**The task**
Would you restate the entries below exactly, keeping every line?

----- Supplied entries

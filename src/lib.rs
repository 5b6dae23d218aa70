pub mod app;

pub use app::{
    AppError, AppSettings, Choice, Collaborators, Document, DocumentEvent, DocumentId,
    MultiDocumentController, ViewStyle,
};
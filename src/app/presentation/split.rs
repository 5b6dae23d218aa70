use super::{DocumentPresentation, Placement, SlotContent, ViewStyle};
use crate::app::domain::document::DocumentId;
use crate::app::infrastructure::collaborators::IconHandle;

struct ListRow {
    name: String,
    content: SlotContent,
    tooltip: String,
}

/// Documents as a side list plus a stack of cards, one card shown at a time.
///
/// Removing a slot rebuilds the card stack from the surviving rows, so card
/// `i` always belongs to row `i`.
pub struct SplitListCard {
    rows: Vec<ListRow>,
    cards: Vec<DocumentId>,
    selected: Option<usize>,
    placement: Placement,
    pending_change: Option<usize>,
}

impl Default for SplitListCard {
    fn default() -> Self {
        Self::new()
    }
}

impl SplitListCard {
    pub fn new() -> Self {
        Self {
            rows: Vec::new(),
            cards: Vec::new(),
            selected: None,
            placement: Placement::Left,
            pending_change: None,
        }
    }

    /// Document on the visible card.
    pub fn visible_card(&self) -> Option<DocumentId> {
        self.selected.and_then(|i| self.cards.get(i).copied())
    }

    pub fn list_names(&self) -> Vec<&str> {
        self.rows.iter().map(|r| r.name.as_str()).collect()
    }

    fn rebuild_cards(&mut self) {
        self.cards = self.rows.iter().map(|r| r.content.document).collect();
    }
}

impl DocumentPresentation for SplitListCard {
    fn view_style(&self) -> ViewStyle {
        ViewStyle::Split
    }

    fn add_slot(&mut self, display_name: &str, content: SlotContent, path: &str) -> usize {
        self.cards.push(content.document);
        self.rows.push(ListRow {
            name: display_name.to_string(),
            content,
            tooltip: path.to_string(),
        });
        self.rows.len() - 1
    }

    fn remove_slot(&mut self, index: usize) {
        if index >= self.rows.len() {
            return;
        }
        self.rows.remove(index);
        self.rebuild_cards();

        self.selected = match self.selected {
            _ if self.rows.is_empty() => None,
            Some(sel) if sel > index => Some(sel - 1),
            Some(sel) if sel == index => Some(index.min(self.rows.len() - 1)),
            other => other,
        };
    }

    fn slot_count(&self) -> usize {
        self.rows.len()
    }

    fn selected_index(&self) -> Option<usize> {
        self.selected
    }

    fn set_selected_index(&mut self, index: usize) {
        if index >= self.rows.len() || self.selected == Some(index) {
            return;
        }
        self.selected = Some(index);
        self.pending_change = Some(index);
    }

    fn display_name_at(&self, index: usize) -> Option<&str> {
        self.rows.get(index).map(|r| r.name.as_str())
    }

    fn set_display_name_at(&mut self, index: usize, name: &str) {
        if let Some(row) = self.rows.get_mut(index) {
            row.name = name.to_string();
        }
    }

    fn content_at(&self, index: usize) -> Option<&SlotContent> {
        self.rows.get(index).map(|r| &r.content)
    }

    fn tooltip_at(&self, index: usize) -> Option<&str> {
        self.rows.get(index).map(|r| r.tooltip.as_str())
    }

    fn update_slot(&mut self, index: usize, icon: IconHandle, path: &str) {
        if let Some(row) = self.rows.get_mut(index) {
            row.content.icon = icon;
            row.tooltip = path.to_string();
        }
    }

    fn selection_placement(&self) -> Placement {
        self.placement
    }

    fn set_selection_placement(&mut self, placement: Placement) {
        self.placement = placement;
    }

    fn focus_owner(&self) -> Option<DocumentId> {
        self.visible_card()
    }

    fn take_selection_change(&mut self) -> Option<usize> {
        self.pending_change.take()
    }
}

#[cfg(test)]
mod tests {
    use super::*;

    fn content(id: u64) -> SlotContent {
        SlotContent {
            document: DocumentId(id),
            icon: IconHandle("text".into()),
        }
    }

    #[test]
    fn test_cards_follow_rows_after_removal() {
        let mut s = SplitListCard::new();
        for id in 1..=4 {
            s.add_slot(&format!("d{}", id), content(id), "");
        }
        s.set_selected_index(3);
        s.remove_slot(1);

        assert_eq!(s.list_names(), vec!["d1", "d3", "d4"]);
        assert_eq!(s.selected_index(), Some(2));
        assert_eq!(s.visible_card(), Some(DocumentId(4)));
        for i in 0..s.slot_count() {
            assert_eq!(s.cards[i], s.content_at(i).unwrap().document);
        }
    }

    #[test]
    fn test_no_selection_until_asked() {
        let mut s = SplitListCard::new();
        s.add_slot("a", content(1), "");
        assert_eq!(s.selected_index(), None);
        assert_eq!(s.visible_card(), None);
        s.set_selected_index(0);
        assert_eq!(s.take_selection_change(), Some(0));
        assert_eq!(s.focus_owner(), Some(DocumentId(1)));
    }

    #[test]
    fn test_removing_visible_card_shows_neighbor() {
        let mut s = SplitListCard::new();
        s.add_slot("a", content(1), "");
        s.add_slot("b", content(2), "");
        s.set_selected_index(1);
        s.take_selection_change();
        s.remove_slot(1);
        assert_eq!(s.visible_card(), Some(DocumentId(1)));
        assert_eq!(s.take_selection_change(), None);
    }

    #[test]
    fn test_list_defaults_to_left() {
        assert_eq!(SplitListCard::new().selection_placement(), Placement::Left);
    }
}
//! Infrastructure layer - external integrations and utilities.
//!
//! This module contains code that interfaces with external systems:
//! - Collaborator contracts (prompts, icons, parsers)
//! - Platform-specific detection
//! - Error types

pub mod collaborators;
pub mod error;
pub mod platform;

----------

**Answer section**
filename src/lib.rs
repository 5b6dae23d218aa70
pub mod app;

pub use app::{
    AppError, AppSettings, Choice, Collaborators, Document, DocumentEvent, DocumentId,
    MultiDocumentController, ViewStyle,
};
filename src/app/presentation/split.rs
repository 5b6dae23d218aa70
use super::{DocumentPresentation, Placement, SlotContent, ViewStyle};
use crate::app::domain::document::DocumentId;
use crate::app::infrastructure::collaborators::IconHandle;

struct ListRow {
    name: String,
    content: SlotContent,
    tooltip: String,
}

/// Documents as a side list plus a stack of cards, one card shown at a time.
///
/// Removing a slot rebuilds the card stack from the surviving rows, so card
/// `i` always belongs to row `i`.
pub struct SplitListCard {
    rows: Vec<ListRow>,
    cards: Vec<DocumentId>,
    selected: Option<usize>,
    placement: Placement,
    pending_change: Option<usize>,
}

impl Default for SplitListCard {
    fn default() -> Self {
        Self::new()
    }
}

impl SplitListCard {
    pub fn new() -> Self {
        Self {
            rows: Vec::new(),
            cards: Vec::new(),
            selected: None,
            placement: Placement::Left,
            pending_change: None,
        }
    }

    /// Document on the visible card.
    pub fn visible_card(&self) -> Option<DocumentId> {
        self.selected.and_then(|i| self.cards.get(i).copied())
    }

    pub fn list_names(&self) -> Vec<&str> {
        self.rows.iter().map(|r| r.name.as_str()).collect()
    }

    fn rebuild_cards(&mut self) {
        self.cards = self.rows.iter().map(|r| r.content.document).collect();
    }
}

impl DocumentPresentation for SplitListCard {
    fn view_style(&self) -> ViewStyle {
        ViewStyle::Split
    }

    fn add_slot(&mut self, display_name: &str, content: SlotContent, path: &str) -> usize {
        self.cards.push(content.document);
        self.rows.push(ListRow {
            name: display_name.to_string(),
            content,
            tooltip: path.to_string(),
        });
        self.rows.len() - 1
    }

    fn remove_slot(&mut self, index: usize) {
        if index >= self.rows.len() {
            return;
        }
        self.rows.remove(index);
        self.rebuild_cards();

        self.selected = match self.selected {
            _ if self.rows.is_empty() => None,
            Some(sel) if sel > index => Some(sel - 1),
            Some(sel) if sel == index => Some(index.min(self.rows.len() - 1)),
            other => other,
        };
    }

    fn slot_count(&self) -> usize {
        self.rows.len()
    }

    fn selected_index(&self) -> Option<usize> {
        self.selected
    }

    fn set_selected_index(&mut self, index: usize) {
        if index >= self.rows.len() || self.selected == Some(index) {
            return;
        }
        self.selected = Some(index);
        self.pending_change = Some(index);
    }

    fn display_name_at(&self, index: usize) -> Option<&str> {
        self.rows.get(index).map(|r| r.name.as_str())
    }

    fn set_display_name_at(&mut self, index: usize, name: &str) {
        if let Some(row) = self.rows.get_mut(index) {
            row.name = name.to_string();
        }
    }

    fn content_at(&self, index: usize) -> Option<&SlotContent> {
        self.rows.get(index).map(|r| &r.content)
    }

    fn tooltip_at(&self, index: usize) -> Option<&str> {
        self.rows.get(index).map(|r| r.tooltip.as_str())
    }

    fn update_slot(&mut self, index: usize, icon: IconHandle, path: &str) {
        if let Some(row) = self.rows.get_mut(index) {
            row.content.icon = icon;
            row.tooltip = path.to_string();
        }
    }

    fn selection_placement(&self) -> Placement {
        self.placement
    }

    fn set_selection_placement(&mut self, placement: Placement) {
        self.placement = placement;
    }

    fn focus_owner(&self) -> Option<DocumentId> {
        self.visible_card()
    }

    fn take_selection_change(&mut self) -> Option<usize> {
        self.pending_change.take()
    }
}

#[cfg(test)]
mod tests {
    use super::*;

    fn content(id: u64) -> SlotContent {
        SlotContent {
            document: DocumentId(id),
            icon: IconHandle("text".into()),
        }
    }

    #[test]
    fn test_cards_follow_rows_after_removal() {
        let mut s = SplitListCard::new();
        for id in 1..=4 {
            s.add_slot(&format!("d{}", id), content(id), "");
        }
        s.set_selected_index(3);
        s.remove_slot(1);

        assert_eq!(s.list_names(), vec!["d1", "d3", "d4"]);
        assert_eq!(s.selected_index(), Some(2));
        assert_eq!(s.visible_card(), Some(DocumentId(4)));
        for i in 0..s.slot_count() {
            assert_eq!(s.cards[i], s.content_at(i).unwrap().document);
        }
    }

    #[test]
    fn test_no_selection_until_asked() {
        let mut s = SplitListCard::new();
        s.add_slot("a", content(1), "");
        assert_eq!(s.selected_index(), None);
        assert_eq!(s.visible_card(), None);
        s.set_selected_index(0);
        assert_eq!(s.take_selection_change(), Some(0));
        assert_eq!(s.focus_owner(), Some(DocumentId(1)));
    }

    #[test]
    fn test_removing_visible_card_shows_neighbor() {
        let mut s = SplitListCard::new();
        s.add_slot("a", content(1), "");
        s.add_slot("b", content(2), "");
        s.set_selected_index(1);
        s.take_selection_change();
        s.remove_slot(1);
        assert_eq!(s.visible_card(), Some(DocumentId(1)));
        assert_eq!(s.take_selection_change(), None);
    }

    #[test]
    fn test_list_defaults_to_left() {
        assert_eq!(SplitListCard::new().selection_placement(), Placement::Left);
    }
}
//! Infrastructure layer - external integrations and utilities.
//!
//! This module contains code that interfaces with external systems:
//! - Collaborator contracts (prompts, icons, parsers)
//! - Platform-specific detection
//! - Error types

pub mod collaborators;
pub mod error;
pub mod platform;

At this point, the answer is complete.